Nós, mulheres mais velhas, não podemos e não devemos esquecer que temos uma história de vida, uma estrada, na qual construímos uma trajetória percorrida por e com este corpo, que agora nos shoppings, nas boutiques geralmente “não encontra vestimentas adequadas”.

O vestir e a moda têm uma história. “Não é evocando uma suposta universalidade da moda que se revelarão seus efeitos fascinantes e seu poder na vida social, mas delimitando estritamente sua extensão histórica” (Lipovetsky, G.)

Em 1947, C. Dior lançou o Newlook, estilo caracterizado pelo alongamento da saia. Em 1960 o jeans era usado pelos adolescentes rebeldes americanos, influenciando jovens do mundo todo.

Foi no início dos anos 60, no século XX, que as reinvindicações ganham força com a emancipação das mulheres. Os mais atuantes neste tipo de vestimentas foram os hippies, entre 1960 e 1967, surgindo nos Estados Unidos e sonhando com uma sociedade baseada na “Paz/Amor”.

Todas essas mudanças no vestuário foram fartamente difundidas pelos meios de comunicação. A confecção em série é a única forma de fornecer roupas a todas as classes sociais. Um pequeno grupo de estilistas de diferentes origens apresenta coleções em New York, Milão, Paris e Tóquio, criando e vendendo “moda” pelo mundo todo.

André Courréges (1923-2010), criava roupas para as mulheres que as deixassem à vontade para levarem uma vida ativa.

Pioneira da moda da mulher emancipada, a casa Chanel, nascida em 1920 e fechada em 1939, voltou em 1945, apostou na ideia de “tailleur”, feita em “tweed”. Mostrava com isso que Chanel é usado por mulheres do mundo todo e que será sempre moda.

Este é um breve resumo da História da moda no mundo, e registro isso para nos aproximar, na medida do possível, do nosso corpo que envelhece, que se veste, e que possamos acomodá-lo com novos ajustes e com harmonia, isto é, vestir o corpo velho.

Negamos a velhice quando se diz: “Tem moda para velho?”

Não tenho resposta para esta pergunta, porque cada pessoa tem sua forma de se compor, já possui uma história de vida para aceitar ou negar a sua própria velhice, e só vai aceitar que existe sim vestir o corpo que envelhece quando perceber a mudança e transformações do seu corpo.
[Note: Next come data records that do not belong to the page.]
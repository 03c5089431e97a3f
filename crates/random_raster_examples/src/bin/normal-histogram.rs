use random_raster::prelude::*;
use random_raster_examples::{init_tracing, open_with_driver};

const BINS: usize = 24;
const BAR_WIDTH: usize = 60;

fn main() -> anyhow::Result<()> {
    init_tracing();

    let descriptor = normal_descriptor(256, 10.0, 2.0);
    let ds = open_with_driver(&OpenInfo::from_inline(descriptor))?;
    let band = ds.first_band();
    let values = band.read_all()?.to_f64_vec();
    let stats = band.statistics();

    let mean = values.iter().sum::<f64>() / values.len() as f64;
    let sd = (values.iter().map(|v| (v - mean).powi(2)).sum::<f64>() / values.len() as f64).sqrt();
    println!(
        "sample mean {mean:.4} (theory {:.4}), sample sd {sd:.4} (theory {:.4})",
        stats.mean.unwrap_or(f64::NAN),
        stats.std_dev.unwrap_or(f64::NAN)
    );

    let lo = mean - 4.0 * sd;
    let width = 8.0 * sd / BINS as f64;
    let mut counts = [0usize; BINS];
    for v in &values {
        let bin = ((v - lo) / width).floor();
        if bin >= 0.0 && (bin as usize) < BINS {
            counts[bin as usize] += 1;
        }
    }
    let peak = counts.iter().copied().max().unwrap_or(1).max(1);
    for (i, count) in counts.iter().enumerate() {
        let start = lo + i as f64 * width;
        let bar = "#".repeat(count * BAR_WIDTH / peak);
        println!("{start:>8.3} | {bar} {count}");
    }
    Ok(())
}

fn normal_descriptor(size: usize, mean: f64, stddev: f64) -> String {
    format!(
        r#"{{
            "type": "RANDOM_RASTER",
            "rows": {size}, "cols": {size},
            "data_type": "Float32",
            "seed": 42,
            "distribution": "normal",
            "distribution_parameters": {{ "mean": {mean}, "stddev": {stddev} }}
        }}"#
    )
}
//! Error types and result alias for the crate.
//!
//! This module defines [`enum@crate::error::Error`], the crate-wide [Result] alias and the
//! payload-free [`ErrorKind`] taxonomy. Variants cover malformed descriptors, missing or
//! mistyped fields, unsupported pixel types and distributions, inconsistent parameter
//! ranges, rejected opens, descriptor IO, invalid read requests and bad open configuration.
use std::path::PathBuf;

use thiserror::Error;

pub type Result<T> = std::result::Result<T, Error>;

/// Coarse classification of an [`enum@Error`], stable across message wording.
#[derive(Clone, Copy, Debug, PartialEq, Eq, Hash)]
pub enum ErrorKind {
    ParseFailure,
    MissingField,
    UnsupportedType,
    InvalidDimensions,
    UnsupportedDistribution,
    InvalidParameterType,
    InvalidRange,
    OpenRejected,
    Io,
    InvalidWindow,
    InvalidConfig,
}

#[non_exhaustive]
#[derive(Debug, Error)]
pub enum Error {
    #[error("Malformed descriptor: {0}")]
    Parse(String),

    #[error("Missing required field '{name}'")]
    MissingField { name: String },

    #[error("Unknown or unsupported pixel data type: {name}")]
    UnsupportedType { name: String },

    #[error("Distribution '{distribution}' cannot produce values for pixel type {pixel_type}")]
    IncompatiblePixelType {
        distribution: String,
        pixel_type: String,
    },

    #[error("Invalid dimensions: {0}")]
    InvalidDimensions(String),

    #[error("{name} is not a supported distribution type")]
    UnsupportedDistribution { name: String },

    #[error("Type error for parameter '{name}': expected {expected}, found {found}")]
    InvalidParameterType {
        name: String,
        expected: &'static str,
        found: String,
    },

    #[error("Invalid range: {0}")]
    InvalidRange(String),

    #[error("{driver} open rejected: {source}")]
    OpenRejected {
        driver: &'static str,
        #[source]
        source: Box<Error>,
    },

    #[error("Failed to read descriptor '{}': {source}", .path.display())]
    Io {
        path: PathBuf,
        #[source]
        source: std::io::Error,
    },

    #[error("Descriptor '{name}' is {size} bytes, above the {limit} byte limit")]
    DescriptorTooLarge { name: String, size: u64, limit: u64 },

    #[error("Invalid read window: {0}")]
    InvalidWindow(String),

    #[error("Invalid configuration: {0}")]
    InvalidConfig(String),
}

impl Error {
    /// Returns the taxonomy case of this error.
    pub fn kind(&self) -> ErrorKind {
        match self {
            Error::Parse(_) => ErrorKind::ParseFailure,
            Error::MissingField { .. } => ErrorKind::MissingField,
            Error::UnsupportedType { .. } | Error::IncompatiblePixelType { .. } => {
                ErrorKind::UnsupportedType
            }
            Error::InvalidDimensions(_) => ErrorKind::InvalidDimensions,
            Error::UnsupportedDistribution { .. } => ErrorKind::UnsupportedDistribution,
            Error::InvalidParameterType { .. } => ErrorKind::InvalidParameterType,
            Error::InvalidRange(_) => ErrorKind::InvalidRange,
            Error::OpenRejected { .. } | Error::DescriptorTooLarge { .. } => {
                ErrorKind::OpenRejected
            }
            Error::Io { .. } => ErrorKind::Io,
            Error::InvalidWindow(_) => ErrorKind::InvalidWindow,
            Error::InvalidConfig(_) => ErrorKind::InvalidConfig,
        }
    }

    /// Returns the kind of the innermost error, looking through [`Error::OpenRejected`].
    pub fn root_kind(&self) -> ErrorKind {
        match self {
            Error::OpenRejected { source, .. } => source.root_kind(),
            other => other.kind(),
        }
    }

    pub(crate) fn missing_field(name: impl Into<String>) -> Self {
        Error::MissingField { name: name.into() }
    }

    pub(crate) fn invalid_parameter_type(
        name: impl Into<String>,
        expected: &'static str,
        found: &serde_json::Value,
    ) -> Self {
        Error::InvalidParameterType {
            name: name.into(),
            expected,
            found: describe_json(found),
        }
    }
}

impl From<serde_json::Error> for Error {
    fn from(value: serde_json::Error) -> Self {
        Error::Parse(value.to_string())
    }
}

/// Short description of a JSON value for error messages, e.g. `string "hello"`.
pub(crate) fn describe_json(value: &serde_json::Value) -> String {
    use serde_json::Value;
    match value {
        Value::Null => "null".to_owned(),
        Value::Bool(b) => format!("boolean {b}"),
        Value::Number(n) => format!("number {n}"),
        Value::String(s) => format!("string \"{s}\""),
        Value::Array(_) => "array".to_owned(),
        Value::Object(_) => "object".to_owned(),
    }
}

#[cfg(test)]
mod tests {
    use serde_json::json;

    use super::*;

    #[test]
    fn open_rejected_message_includes_cause() {
        let err = Error::OpenRejected {
            driver: "RANDOM_RASTER",
            source: Box::new(Error::InvalidRange(
                "For uniform_integer, 'a' must not be greater than 'b'.".into(),
            )),
        };
        let msg = err.to_string();
        assert!(msg.contains("Invalid range"));
        assert!(msg.contains("'a' must not be greater than 'b'"));
        assert_eq!(err.kind(), ErrorKind::OpenRejected);
        assert_eq!(err.root_kind(), ErrorKind::InvalidRange);
    }

    #[test]
    fn parameter_type_error_names_parameter_and_value() {
        let err = Error::invalid_parameter_type("a", "integer", &json!("hello"));
        assert_eq!(
            err.to_string(),
            "Type error for parameter 'a': expected integer, found string \"hello\""
        );
        assert_eq!(err.kind(), ErrorKind::InvalidParameterType);
    }

    #[test]
    fn json_errors_become_parse_failures() {
        let err: Error = serde_json::from_str::<serde_json::Value>("{\"rows\": ")
            .unwrap_err()
            .into();
        assert_eq!(err.kind(), ErrorKind::ParseFailure);
        assert!(err.to_string().starts_with("Malformed descriptor"));
    }

    #[test]
    fn incompatible_pixel_type_is_an_unsupported_type() {
        let err = Error::IncompatiblePixelType {
            distribution: "normal".into(),
            pixel_type: "Int16".into(),
        };
        assert_eq!(err.kind(), ErrorKind::UnsupportedType);
    }
}
//! Rectangular pixel windows and the natural block grid.
use crate::error::{Error, Result};

/// Index of a block in the natural block grid.
#[derive(Clone, Copy, Debug, PartialEq, Eq, Hash)]
pub struct BlockId(
    /// Block index along columns.
    pub usize,
    /// Block index along rows.
    pub usize,
);

/// A rectangle of pixels: offset of its top-left corner and its extent.
#[derive(Clone, Copy, Debug, PartialEq, Eq, Hash)]
pub struct Window {
    pub col_off: usize,
    pub row_off: usize,
    pub width: usize,
    pub height: usize,
}

impl Window {
    pub fn new(col_off: usize, row_off: usize, width: usize, height: usize) -> Self {
        Self {
            col_off,
            row_off,
            width,
            height,
        }
    }

    /// The whole raster.
    pub fn full(cols: usize, rows: usize) -> Self {
        Self::new(0, 0, cols, rows)
    }

    /// Window covered by block `id`, truncated at the right and bottom raster edges.
    ///
    /// Returns `None` if the block lies outside the raster.
    pub fn for_block(
        id: BlockId,
        block_size: (usize, usize),
        raster_size: (usize, usize),
    ) -> Option<Self> {
        let (block_rows, block_cols) = block_size;
        let (cols, rows) = raster_size;
        let col_off = id.0.checked_mul(block_cols)?;
        let row_off = id.1.checked_mul(block_rows)?;
        if col_off >= cols || row_off >= rows {
            return None;
        }
        Some(Self::new(
            col_off,
            row_off,
            block_cols.min(cols - col_off),
            block_rows.min(rows - row_off),
        ))
    }

    /// Number of pixels.
    pub fn len(&self) -> usize {
        self.width * self.height
    }

    /// Size in bytes of this window's pixels at `bytes_per_pixel` each.
    pub fn byte_len(&self, bytes_per_pixel: usize) -> Result<usize> {
        self.width
            .checked_mul(self.height)
            .and_then(|n| n.checked_mul(bytes_per_pixel))
            .ok_or_else(|| {
                Error::InvalidWindow(format!(
                    "{}x{} window of {bytes_per_pixel}-byte pixels overflows the address space",
                    self.width, self.height
                ))
            })
    }

    pub fn is_empty(&self) -> bool {
        self.width == 0 || self.height == 0
    }

    pub fn contains(&self, col: usize, row: usize) -> bool {
        (self.col_off..self.col_off + self.width).contains(&col)
            && (self.row_off..self.row_off + self.height).contains(&row)
    }

    /// Checks that the window is non-empty and lies inside a `cols` x `rows` raster.
    pub fn check_within(&self, cols: usize, rows: usize) -> Result<()> {
        if self.is_empty() {
            return Err(Error::InvalidWindow(format!(
                "{}x{} window is empty",
                self.width, self.height
            )));
        }
        let right = self.col_off.checked_add(self.width);
        let bottom = self.row_off.checked_add(self.height);
        match (right, bottom) {
            (Some(r), Some(b)) if r <= cols && b <= rows => Ok(()),
            _ => Err(Error::InvalidWindow(format!(
                "window {}x{} at ({}, {}) exceeds the {}x{} raster",
                self.width, self.height, self.col_off, self.row_off, cols, rows
            ))),
        }
    }
}
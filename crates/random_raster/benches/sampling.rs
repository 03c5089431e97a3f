mod common;

use std::hint::black_box;

use criterion::{criterion_group, criterion_main, BenchmarkId, Criterion};
use random_raster::distribution::registry::sampler_for;
use random_raster::prelude::*;
use serde_json::json;

const DRAWS: u64 = 16_384;

fn cases() -> Vec<(&'static str, PixelType, serde_json::Value)> {
    vec![
        ("uniform_integer", PixelType::Int16, json!({ "a": -100, "b": 100 })),
        ("binomial", PixelType::Int32, json!({ "t": 10_000, "p": 0.3 })),
        ("poisson", PixelType::Int32, json!({ "mean": 4.0 })),
        ("poisson", PixelType::Int32, json!({ "mean": 400.0 })),
        ("discrete", PixelType::Byte, json!({ "weights": [1, 2, 3, 4, 5, 6, 7, 8] })),
        ("normal", PixelType::Float32, json!({ "mean": 0.0, "stddev": 1.0 })),
        ("gamma", PixelType::Float64, json!({ "alpha": 0.5 })),
        ("student_t", PixelType::Float64, json!({ "n": 5.0 })),
        (
            "piecewise_linear",
            PixelType::Float64,
            json!({ "intervals": [0, 1, 2, 3], "densities": [0, 2, 1, 0] }),
        ),
    ]
}

fn sampler(name: &str, pixel_type: PixelType, params: &serde_json::Value) -> Sampler {
    let doc = common::descriptor_json(1, pixel_type.name(), name, params.clone());
    let descriptor = parse_descriptor(doc.as_bytes()).expect("bench descriptor");
    sampler_for(name)
        .expect("known distribution")
        .build(&descriptor.parameters, pixel_type)
        .expect("valid parameters")
}

fn sampling_distribution_benches(c: &mut Criterion) {
    let mut group = c.benchmark_group("sampling/sample_at");
    group.throughput(common::pixels_throughput(DRAWS as usize));

    for (name, pixel_type, params) in cases() {
        let s = sampler(name, pixel_type, &params);
        let id = format!("{name}/{params}");
        group.bench_with_input(BenchmarkId::from_parameter(id), &s, |b, s| {
            b.iter(|| {
                let mut acc = 0.0;
                for i in 0..DRAWS {
                    acc += s.sample_at(SampleContext::new(common::SEED, i)).as_f64();
                }
                black_box(acc);
            });
        });
    }

    group.finish();
}

fn sampling_stream_benches(c: &mut Criterion) {
    let mut group = c.benchmark_group("sampling/value_at");
    group.throughput(common::pixels_throughput(DRAWS as usize));
    group.bench_function("value_at", |b| {
        b.iter(|| {
            let mut acc = 0u64;
            for i in 0..DRAWS {
                acc ^= value_at(common::SEED, i);
            }
            black_box(acc);
        });
    });
    group.finish();
}

criterion_group! {
    name = benches;
    config = common::default_criterion();
    targets = sampling_distribution_benches, sampling_stream_benches
}
criterion_main!(benches);
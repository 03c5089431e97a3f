//! Settings that control how descriptors are read and opened.
use crate::error::{Error, Result};

/// Largest descriptor accepted by default (10 MiB).
pub const DEFAULT_MAX_DESCRIPTOR_BYTES: u64 = 10 * 1024 * 1024;

/// Block edge used when a descriptor does not set `block_rows`/`block_cols`.
pub const DEFAULT_BLOCK_EDGE: usize = 256;

/// Configuration for parsing and opening descriptors.
#[non_exhaustive]
#[derive(Debug, Clone, PartialEq, Eq)]
pub struct OpenConfig {
    /// Upper bound on the descriptor size in bytes.
    pub max_descriptor_bytes: u64,
    /// Natural block size `(rows, cols)` when the descriptor does not specify one.
    pub default_block_size: (usize, usize),
    /// Reject unknown distribution parameters instead of logging and ignoring them.
    pub deny_unknown_parameters: bool,
}

impl Default for OpenConfig {
    fn default() -> Self {
        Self {
            max_descriptor_bytes: DEFAULT_MAX_DESCRIPTOR_BYTES,
            default_block_size: (DEFAULT_BLOCK_EDGE, DEFAULT_BLOCK_EDGE),
            deny_unknown_parameters: false,
        }
    }
}

impl OpenConfig {
    pub fn new() -> Self {
        Self::default()
    }

    /// Sets the descriptor size limit.
    pub fn with_max_descriptor_bytes(mut self, max_descriptor_bytes: u64) -> Self {
        self.max_descriptor_bytes = max_descriptor_bytes;
        self
    }

    /// Sets the fallback block size.
    pub fn with_default_block_size(mut self, rows: usize, cols: usize) -> Self {
        self.default_block_size = (rows, cols);
        self
    }

    pub fn with_deny_unknown_parameters(mut self, deny: bool) -> Self {
        self.deny_unknown_parameters = deny;
        self
    }

    /// Validates the configuration, returning an error if invalid.
    pub fn validate(&self) -> Result<()> {
        if self.max_descriptor_bytes == 0 {
            return Err(Error::InvalidConfig(
                "max_descriptor_bytes must be > 0".into(),
            ));
        }
        if self.default_block_size.0 == 0 || self.default_block_size.1 == 0 {
            return Err(Error::InvalidConfig(
                "default_block_size must be > 0 in both dimensions".into(),
            ));
        }
        Ok(())
    }
}

#[cfg(test)]
mod tests {
    use super::*;
    use crate::error::ErrorKind;

    #[test]
    fn defaults_are_valid() {
        let config = OpenConfig::default();
        assert!(config.validate().is_ok());
        assert_eq!(config.max_descriptor_bytes, 10 * 1024 * 1024);
        assert_eq!(config.default_block_size, (256, 256));
        assert!(!config.deny_unknown_parameters);
    }

    #[test]
    fn zero_sizes_are_rejected() {
        let err = OpenConfig::new()
            .with_default_block_size(0, 16)
            .validate()
            .unwrap_err();
        assert_eq!(err.kind(), ErrorKind::InvalidConfig);
        assert!(OpenConfig::new()
            .with_max_descriptor_bytes(0)
            .validate()
            .is_err());
    }
}
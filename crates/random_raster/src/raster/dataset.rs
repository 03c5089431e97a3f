//! Single-band datasets backed by a distribution.
use tracing::debug;

use super::band::RasterBand;
use super::Window;
use crate::descriptor::{PixelType, RasterDescriptor};
use crate::distribution::{SampleContext, SampleValue, Sampler};
use crate::error::{Error, Result};

/// A read-only raster whose pixels are generated on demand.
///
/// Nothing is cached: every read recomputes its pixels from `(seed, pixel index)`, so
/// datasets are `Send + Sync` and concurrent reads need no locking.
#[derive(Clone, Debug)]
pub struct RandomRasterDataset {
    descriptor: RasterDescriptor,
    sampler: Sampler,
}

impl RandomRasterDataset {
    /// Validates `descriptor` and builds its sampler.
    pub fn new(descriptor: RasterDescriptor) -> Result<Self> {
        let sampler = descriptor.sampler()?;
        Ok(Self {
            descriptor,
            sampler,
        })
    }

    /// Number of columns.
    pub fn width(&self) -> usize {
        self.descriptor.cols
    }

    /// Number of rows.
    pub fn height(&self) -> usize {
        self.descriptor.rows
    }

    pub fn raster_count(&self) -> usize {
        1
    }

    pub fn pixel_type(&self) -> PixelType {
        self.descriptor.pixel_type
    }

    pub fn descriptor(&self) -> &RasterDescriptor {
        &self.descriptor
    }

    pub fn sampler(&self) -> &Sampler {
        &self.sampler
    }

    /// Returns band `index` (1-based). Only band 1 exists.
    pub fn band(&self, index: usize) -> Option<RasterBand<'_>> {
        (index == 1).then(|| RasterBand::new(self))
    }

    /// Returns the only band.
    pub fn first_band(&self) -> RasterBand<'_> {
        RasterBand::new(self)
    }

    pub(crate) fn sample_pixel(&self, col: usize, row: usize) -> SampleValue {
        let index = row as u64 * self.width() as u64 + col as u64;
        self.sampler.sample_at(SampleContext::new(self.descriptor.seed, index))
    }

    /// Writes the pixels of `window` into `out`, row-major in native encoding.
    pub(crate) fn fill_window(&self, window: Window, out: &mut [u8]) -> Result<()> {
        window.check_within(self.width(), self.height())?;
        let pixel_type = self.pixel_type();
        let size = pixel_type.size_bytes();
        let expected = window.byte_len(size)?;
        if out.len() != expected {
            return Err(Error::InvalidWindow(format!(
                "buffer holds {} bytes, {expected} needed for a {}x{} {pixel_type} window",
                out.len(),
                window.width,
                window.height
            )));
        }

        debug!(
            "Generating {}x{} window at ({}, {}).",
            window.width, window.height, window.col_off, window.row_off
        );
        for (r, row_buf) in out.chunks_exact_mut(window.width * size).enumerate() {
            let row = window.row_off + r;
            for (c, px) in row_buf.chunks_exact_mut(size).enumerate() {
                pixel_type.encode(self.sample_pixel(window.col_off + c, row), px);
            }
        }
        Ok(())
    }
}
Na sociedade de consumo, mesmo uma pessoa se apresentando como pesquisador sobre o envelhecimento, ainda é difícil aceitar o seu próprio envelhecimento e tão pouco o do outro.

As roupas refletidas para vestir o corpo que envelhece são todas pesquisadas para atender um público diferenciado, um público que aceita se apresentar na contra mão da moda e desconstruir a maneira uniformizada de vestimentas.

Virgínia Woolf (1882-1941) no seu livro Orlando diz que podemos sustentar o ponto de vista de que são as roupas  que nos usam, e não nós que as usamos;  seguindo esse raciocínio podemos fazê-las tomar a forma do braço, ou do peito, mas elas moldam nosso coração, nosso cérebro, nossa língua, à sua vontade.

(*) Suely Tonarque é gerontóloga, especialista em moda no envelhecer e integrante do Grupo de Reflexões do Ideac.